▶ **WHAT YOU HAVE TO DO**: Comb through the entries for "ordered" and pull out each line that holds it.

Dataset entries:
* * * * * * * * *

//! In-memory [`TicketStore`] backend.

use std::collections::HashMap;
use std::sync::Arc;

use async_trait::async_trait;
use chrono::Utc;
use tokio::sync::{Mutex, OwnedMutexGuard, RwLock};
use uuid::Uuid;

use crate::models::{
    Flow, FlowStatus, MachineEvent, MachinePool, PooledMachine, Ticket, TicketStatus, Todo,
    TodoHistory,
};
use crate::store::{StoreError, TicketStore};

#[derive(Default)]
struct Tables {
    tickets: HashMap<Uuid, Ticket>,
    flows: HashMap<Uuid, Flow>,
    todos: HashMap<Uuid, Todo>,
    todo_history: Vec<TodoHistory>,
    pool: HashMap<u64, PooledMachine>,
    machine_events: Vec<MachineEvent>,
}

/// Map-backed store. The per-ticket lock table hands out owned guards so
/// callers can hold the lock across awaits.
#[derive(Default)]
pub struct InMemoryStore {
    tables: RwLock<Tables>,
    ticket_locks: Mutex<HashMap<Uuid, Arc<Mutex<()>>>>,
}

impl InMemoryStore {
    pub fn new() -> Self {
        Self::default()
    }
}

#[async_trait]
impl TicketStore for InMemoryStore {
    async fn insert_ticket(&self, ticket: Ticket) -> Result<(), StoreError> {
        self.tables.write().await.tickets.insert(ticket.id, ticket);
        Ok(())
    }

    async fn ticket(&self, id: Uuid) -> Result<Ticket, StoreError> {
        self.tables
            .read()
            .await
            .tickets
            .get(&id)
            .cloned()
            .ok_or(StoreError::TicketNotFound(id))
    }

    async fn set_ticket_status(&self, id: Uuid, status: TicketStatus) -> Result<(), StoreError> {
        let mut tables = self.tables.write().await;
        let ticket = tables
            .tickets
            .get_mut(&id)
            .ok_or(StoreError::TicketNotFound(id))?;
        ticket.status = status;
        ticket.updated_at = Utc::now();
        Ok(())
    }

    async fn active_tickets(&self) -> Result<Vec<Ticket>, StoreError> {
        let tables = self.tables.read().await;
        let mut active: Vec<Ticket> = tables
            .tickets
            .values()
            .filter(|t| !t.status.is_finished())
            .cloned()
            .collect();
        active.sort_by_key(|t| t.created_at);
        Ok(active)
    }

    async fn lock_ticket(&self, id: Uuid) -> OwnedMutexGuard<()> {
        let lock = {
            let mut locks = self.ticket_locks.lock().await;
            Arc::clone(locks.entry(id).or_default())
        };
        lock.lock_owned().await
    }

    async fn insert_flows(&self, flows: Vec<Flow>) -> Result<(), StoreError> {
        let mut tables = self.tables.write().await;
        for flow in flows {
            tables.flows.insert(flow.id, flow);
        }
        Ok(())
    }

    async fn flow(&self, id: Uuid) -> Result<Flow, StoreError> {
        self.tables
            .read()
            .await
            .flows
            .get(&id)
            .cloned()
            .ok_or(StoreError::FlowNotFound(id))
    }

    async fn ticket_flows(&self, ticket_id: Uuid) -> Result<Vec<Flow>, StoreError> {
        let tables = self.tables.read().await;
        let mut flows: Vec<Flow> = tables
            .flows
            .values()
            .filter(|f| f.ticket_id == ticket_id)
            .cloned()
            .collect();
        flows.sort_by_key(|f| f.ordinal);
        Ok(flows)
    }

    async fn set_flow_status(
        &self,
        id: Uuid,
        status: FlowStatus,
        error: Option<String>,
    ) -> Result<(), StoreError> {
        let mut tables = self.tables.write().await;
        let flow = tables.flows.get_mut(&id).ok_or(StoreError::FlowNotFound(id))?;
        flow.status = status;
        if error.is_some() {
            flow.error = error;
        }
        if status.is_finished() && flow.ended_at.is_none() {
            flow.ended_at = Some(Utc::now());
        }
        if !status.is_finished() {
            // A retry reopens the flow
            flow.ended_at = None;
        }
        flow.updated_at = Utc::now();
        Ok(())
    }

    async fn set_flow_correlation(
        &self,
        id: Uuid,
        correlation_id: String,
    ) -> Result<(), StoreError> {
        let mut tables = self.tables.write().await;
        let flow = tables.flows.get_mut(&id).ok_or(StoreError::FlowNotFound(id))?;
        flow.correlation_id = Some(correlation_id);
        flow.updated_at = Utc::now();
        Ok(())
    }

    async fn set_flow_details(
        &self,
        id: Uuid,
        details: serde_json::Value,
    ) -> Result<(), StoreError> {
        let mut tables = self.tables.write().await;
        let flow = tables.flows.get_mut(&id).ok_or(StoreError::FlowNotFound(id))?;
        flow.details = details;
        flow.updated_at = Utc::now();
        Ok(())
    }

    async fn mark_flow_started(&self, id: Uuid) -> Result<(), StoreError> {
        let mut tables = self.tables.write().await;
        let flow = tables.flows.get_mut(&id).ok_or(StoreError::FlowNotFound(id))?;
        if flow.started_at.is_none() {
            flow.started_at = Some(Utc::now());
        }
        flow.updated_at = Utc::now();
        Ok(())
    }

    async fn insert_todo(&self, todo: Todo) -> Result<(), StoreError> {
        self.tables.write().await.todos.insert(todo.id, todo);
        Ok(())
    }

    async fn todo(&self, id: Uuid) -> Result<Todo, StoreError> {
        self.tables
            .read()
            .await
            .todos
            .get(&id)
            .cloned()
            .ok_or(StoreError::TodoNotFound(id))
    }

    async fn flow_todos(&self, flow_id: Uuid) -> Result<Vec<Todo>, StoreError> {
        let tables = self.tables.read().await;
        let mut todos: Vec<Todo> = tables
            .todos
            .values()
            .filter(|t| t.flow_id == flow_id)
            .cloned()
            .collect();
        todos.sort_by_key(|t| t.created_at);
        Ok(todos)
    }

    async fn ticket_todos(&self, ticket_id: Uuid) -> Result<Vec<Todo>, StoreError> {
        let tables = self.tables.read().await;
        let mut todos: Vec<Todo> = tables
            .todos
            .values()
            .filter(|t| t.ticket_id == ticket_id)
            .cloned()
            .collect();
        todos.sort_by_key(|t| t.created_at);
        Ok(todos)
    }

    async fn update_todo(&self, todo: Todo) -> Result<(), StoreError> {
        let mut tables = self.tables.write().await;
        if !tables.todos.contains_key(&todo.id) {
            return Err(StoreError::TodoNotFound(todo.id));
        }
        tables.todos.insert(todo.id, todo);
        Ok(())
    }

    async fn pending_todos(&self) -> Result<Vec<Todo>, StoreError> {
        let tables = self.tables.read().await;
        let mut todos: Vec<Todo> = tables
            .todos
            .values()
            .filter(|t| !t.status.is_done())
            .cloned()
            .collect();
        todos.sort_by_key(|t| t.created_at);
        Ok(todos)
    }

    async fn append_todo_history(&self, entry: TodoHistory) -> Result<(), StoreError> {
        self.tables.write().await.todo_history.push(entry);
        Ok(())
    }

    async fn todo_history(&self, todo_id: Uuid) -> Result<Vec<TodoHistory>, StoreError> {
        let tables = self.tables.read().await;
        Ok(tables
            .todo_history
            .iter()
            .filter(|h| h.todo_id == todo_id)
            .cloned()
            .collect())
    }

    async fn upsert_pool_record(&self, record: PooledMachine) -> Result<(), StoreError> {
        self.tables
            .write()
            .await
            .pool
            .insert(record.host.host_id, record);
        Ok(())
    }

    async fn pool_record(&self, host_id: u64) -> Result<Option<PooledMachine>, StoreError> {
        Ok(self.tables.read().await.pool.get(&host_id).cloned())
    }

    async fn remove_pool_record(&self, host_id: u64) -> Result<(), StoreError> {
        self.tables.write().await.pool.remove(&host_id);
        Ok(())
    }

    async fn pool_members(&self, pool: MachinePool) -> Result<Vec<PooledMachine>, StoreError> {
        let tables = self.tables.read().await;
        let mut members: Vec<PooledMachine> = tables
            .pool
            .values()
            .filter(|m| m.pool == pool)
            .cloned()
            .collect();
        members.sort_by_key(|m| m.host.host_id);
        Ok(members)
    }

    async fn append_machine_event(&self, event: MachineEvent) -> Result<(), StoreError> {
        self.tables.write().await.machine_events.push(event);
        Ok(())
    }

    async fn latest_machine_event(
        &self,
        host_id: u64,
    ) -> Result<Option<MachineEvent>, StoreError> {
        let tables = self.tables.read().await;
        Ok(tables
            .machine_events
            .iter()
            .rev()
            .find(|e| e.host.host_id == host_id)
            .cloned())
    }

    async fn machine_events(&self, host_id: u64) -> Result<Vec<MachineEvent>, StoreError> {
        let tables = self.tables.read().await;
        Ok(tables
            .machine_events
            .iter()
            .filter(|e| e.host.host_id == host_id)
            .cloned()
            .collect())
    }
}

#[cfg(test)]
mod tests {
    use super::*;
    use crate::models::{FlowType, Host, MachineEventType, TicketType};

    #[tokio::test]
    async fn ticket_flows_come_back_in_ordinal_order() {
        let store = InMemoryStore::new();
        let ticket = Ticket::new(1, TicketType::ClusterApply, "alice", "mysql", serde_json::json!({}));
        let ticket_id = ticket.id;
        store.insert_ticket(ticket).await.unwrap();

        let flows = vec![
            Flow::new(ticket_id, FlowType::InnerFlow, 2, serde_json::json!({})),
            Flow::new(ticket_id, FlowType::ExternalApproval, 0, serde_json::json!({})),
            Flow::new(ticket_id, FlowType::ResourceApply, 1, serde_json::json!({})),
        ];
        store.insert_flows(flows).await.unwrap();

        let ordered = store.ticket_flows(ticket_id).await.unwrap();
        let kinds: Vec<FlowType> = ordered.iter().map(|f| f.flow_type).collect();
        assert_eq!(
            kinds,
            vec![
                FlowType::ExternalApproval,
                FlowType::ResourceApply,
                FlowType::InnerFlow
            ]
        );
    }

    #[tokio::test]
    async fn latest_machine_event_is_most_recent_append() {
        let store = InMemoryStore::new();
        let host = Host::new(7, "10.0.0.7");
        store
            .append_machine_event(MachineEvent::new(
                host.clone(),
                MachineEventType::ImportResource,
                None,
                "ops",
            ))
            .await
            .unwrap();
        store
            .append_machine_event(MachineEvent::new(
                host.clone(),
                MachineEventType::ApplyResource,
                None,
                "ops",
            ))
            .await
            .unwrap();

        let latest = store.latest_machine_event(7).await.unwrap().unwrap();
        assert_eq!(latest.event, MachineEventType::ApplyResource);
    }

    #[tokio::test]
    async fn finished_flow_gets_an_end_timestamp() {
        let store = InMemoryStore::new();
        let flow = Flow::new(Uuid::new_v4(), FlowType::Pause, 0, serde_json::json!({}));
        let flow_id = flow.id;
        store.insert_flows(vec![flow]).await.unwrap();

        store
            .set_flow_status(flow_id, FlowStatus::Succeeded, None)
            .await
            .unwrap();
        let flow = store.flow(flow_id).await.unwrap();
        assert!(flow.ended_at.is_some());
    }
}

* * * * * * * * *

▶ **EXERCISE RESULT**:
        let ordered = store.ticket_flows(ticket_id).await.unwrap();
        let kinds: Vec<FlowType> = ordered.iter().map(|f| f.flow_type).collect();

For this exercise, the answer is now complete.